[Opening PROVIDED ENTRIES section]

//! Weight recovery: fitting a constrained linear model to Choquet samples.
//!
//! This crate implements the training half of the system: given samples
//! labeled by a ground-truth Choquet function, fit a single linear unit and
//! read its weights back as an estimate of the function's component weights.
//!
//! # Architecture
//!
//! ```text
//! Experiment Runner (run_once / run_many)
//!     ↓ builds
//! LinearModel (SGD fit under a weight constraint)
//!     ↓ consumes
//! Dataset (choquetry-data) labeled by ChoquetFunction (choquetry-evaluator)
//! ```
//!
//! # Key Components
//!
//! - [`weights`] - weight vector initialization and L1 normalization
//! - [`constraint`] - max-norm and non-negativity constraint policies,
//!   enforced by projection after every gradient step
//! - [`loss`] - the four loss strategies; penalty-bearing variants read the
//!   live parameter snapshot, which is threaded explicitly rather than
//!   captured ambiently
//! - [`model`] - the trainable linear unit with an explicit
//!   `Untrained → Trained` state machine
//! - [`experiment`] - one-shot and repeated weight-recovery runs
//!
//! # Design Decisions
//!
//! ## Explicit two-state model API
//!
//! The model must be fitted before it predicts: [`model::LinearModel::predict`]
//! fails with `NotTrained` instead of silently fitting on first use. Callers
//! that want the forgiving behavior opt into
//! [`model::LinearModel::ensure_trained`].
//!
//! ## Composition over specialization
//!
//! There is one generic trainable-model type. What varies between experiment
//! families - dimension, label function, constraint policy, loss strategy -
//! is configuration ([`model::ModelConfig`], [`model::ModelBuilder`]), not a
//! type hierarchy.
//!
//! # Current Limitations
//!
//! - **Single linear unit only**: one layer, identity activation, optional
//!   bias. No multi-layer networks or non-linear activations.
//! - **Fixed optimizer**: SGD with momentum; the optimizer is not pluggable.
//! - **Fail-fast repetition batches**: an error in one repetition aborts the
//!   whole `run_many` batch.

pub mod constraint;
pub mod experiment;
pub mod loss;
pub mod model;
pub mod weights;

[Closing PROVIDED ENTRIES section]

* _WORK TO COMPLETE_
Reproduce, word for word and in full, only the lines above that start at the line with "function's component weights." and run through the line with "The model must", both ends included.

* _SOLUTION TO THIS EXERCISE_
//! read its weights back as an estimate of the function's component weights.
//!
//! # Architecture
//!
//! ```text
//! Experiment Runner (run_once / run_many)
//!     ↓ builds
//! LinearModel (SGD fit under a weight constraint)
//!     ↓ consumes
//! Dataset (choquetry-data) labeled by ChoquetFunction (choquetry-evaluator)
//! ```
//!
//! # Key Components
//!
//! - [`weights`] - weight vector initialization and L1 normalization
//! - [`constraint`] - max-norm and non-negativity constraint policies,
//!   enforced by projection after every gradient step
//! - [`loss`] - the four loss strategies; penalty-bearing variants read the
//!   live parameter snapshot, which is threaded explicitly rather than
//!   captured ambiently
//! - [`model`] - the trainable linear unit with an explicit
//!   `Untrained → Trained` state machine
//! - [`experiment`] - one-shot and repeated weight-recovery runs
//!
//! # Design Decisions
//!
//! ## Explicit two-state model API
//!
//! The model must be fitted before it predicts: [`model::LinearModel::predict`]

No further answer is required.